* **Your objective**:
Word for word, reproduce all of the entries shown below.

* **Records shown**:

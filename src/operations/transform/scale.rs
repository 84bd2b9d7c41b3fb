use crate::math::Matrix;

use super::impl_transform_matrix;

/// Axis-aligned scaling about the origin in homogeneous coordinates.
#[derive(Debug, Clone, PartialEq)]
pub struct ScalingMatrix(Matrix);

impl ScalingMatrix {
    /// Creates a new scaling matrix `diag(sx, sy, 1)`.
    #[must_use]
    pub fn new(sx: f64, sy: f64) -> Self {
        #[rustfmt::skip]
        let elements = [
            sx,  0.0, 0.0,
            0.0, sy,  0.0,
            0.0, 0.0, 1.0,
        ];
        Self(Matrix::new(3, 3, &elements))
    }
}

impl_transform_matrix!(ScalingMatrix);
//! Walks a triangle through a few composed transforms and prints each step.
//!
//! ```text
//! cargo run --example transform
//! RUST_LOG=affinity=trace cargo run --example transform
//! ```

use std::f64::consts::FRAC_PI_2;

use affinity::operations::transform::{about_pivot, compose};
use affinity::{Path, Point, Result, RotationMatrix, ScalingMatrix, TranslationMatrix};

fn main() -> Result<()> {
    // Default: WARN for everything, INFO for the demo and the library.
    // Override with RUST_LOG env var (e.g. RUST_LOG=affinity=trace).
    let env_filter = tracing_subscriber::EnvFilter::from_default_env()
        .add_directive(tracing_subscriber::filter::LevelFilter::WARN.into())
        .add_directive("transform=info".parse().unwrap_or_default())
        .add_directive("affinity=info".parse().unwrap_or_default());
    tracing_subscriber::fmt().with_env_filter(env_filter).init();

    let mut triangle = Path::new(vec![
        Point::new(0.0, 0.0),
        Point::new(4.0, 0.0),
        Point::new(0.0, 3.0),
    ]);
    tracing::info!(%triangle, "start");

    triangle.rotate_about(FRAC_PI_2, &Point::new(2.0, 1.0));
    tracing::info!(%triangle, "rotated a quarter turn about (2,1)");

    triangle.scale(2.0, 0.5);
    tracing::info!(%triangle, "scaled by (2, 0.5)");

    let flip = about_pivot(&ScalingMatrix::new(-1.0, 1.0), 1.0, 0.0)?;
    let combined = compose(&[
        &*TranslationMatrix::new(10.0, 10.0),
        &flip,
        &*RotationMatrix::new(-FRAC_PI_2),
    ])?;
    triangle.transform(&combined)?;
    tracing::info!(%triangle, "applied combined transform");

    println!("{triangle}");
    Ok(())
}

* **Solved problem**:
filename src/operations/transform/scale.rs
repository 84bd2b9d7c41b3fb
use crate::math::Matrix;

use super::impl_transform_matrix;

/// Axis-aligned scaling about the origin in homogeneous coordinates.
#[derive(Debug, Clone, PartialEq)]
pub struct ScalingMatrix(Matrix);

impl ScalingMatrix {
    /// Creates a new scaling matrix `diag(sx, sy, 1)`.
    #[must_use]
    pub fn new(sx: f64, sy: f64) -> Self {
        #[rustfmt::skip]
        let elements = [
            sx,  0.0, 0.0,
            0.0, sy,  0.0,
            0.0, 0.0, 1.0,
        ];
        Self(Matrix::new(3, 3, &elements))
    }
}

impl_transform_matrix!(ScalingMatrix);
//! Walks a triangle through a few composed transforms and prints each step.
//!
//! ```text
//! cargo run --example transform
//! RUST_LOG=affinity=trace cargo run --example transform
//! ```

use std::f64::consts::FRAC_PI_2;

use affinity::operations::transform::{about_pivot, compose};
use affinity::{Path, Point, Result, RotationMatrix, ScalingMatrix, TranslationMatrix};

fn main() -> Result<()> {
    // Default: WARN for everything, INFO for the demo and the library.
    // Override with RUST_LOG env var (e.g. RUST_LOG=affinity=trace).
    let env_filter = tracing_subscriber::EnvFilter::from_default_env()
        .add_directive(tracing_subscriber::filter::LevelFilter::WARN.into())
        .add_directive("transform=info".parse().unwrap_or_default())
        .add_directive("affinity=info".parse().unwrap_or_default());
    tracing_subscriber::fmt().with_env_filter(env_filter).init();

    let mut triangle = Path::new(vec![
        Point::new(0.0, 0.0),
        Point::new(4.0, 0.0),
        Point::new(0.0, 3.0),
    ]);
    tracing::info!(%triangle, "start");

    triangle.rotate_about(FRAC_PI_2, &Point::new(2.0, 1.0));
    tracing::info!(%triangle, "rotated a quarter turn about (2,1)");

    triangle.scale(2.0, 0.5);
    tracing::info!(%triangle, "scaled by (2, 0.5)");

    let flip = about_pivot(&ScalingMatrix::new(-1.0, 1.0), 1.0, 0.0)?;
    let combined = compose(&[
        &*TranslationMatrix::new(10.0, 10.0),
        &flip,
        &*RotationMatrix::new(-FRAC_PI_2),
    ])?;
    triangle.transform(&combined)?;
    tracing::info!(%triangle, "applied combined transform");

    println!("{triangle}");
    Ok(())
}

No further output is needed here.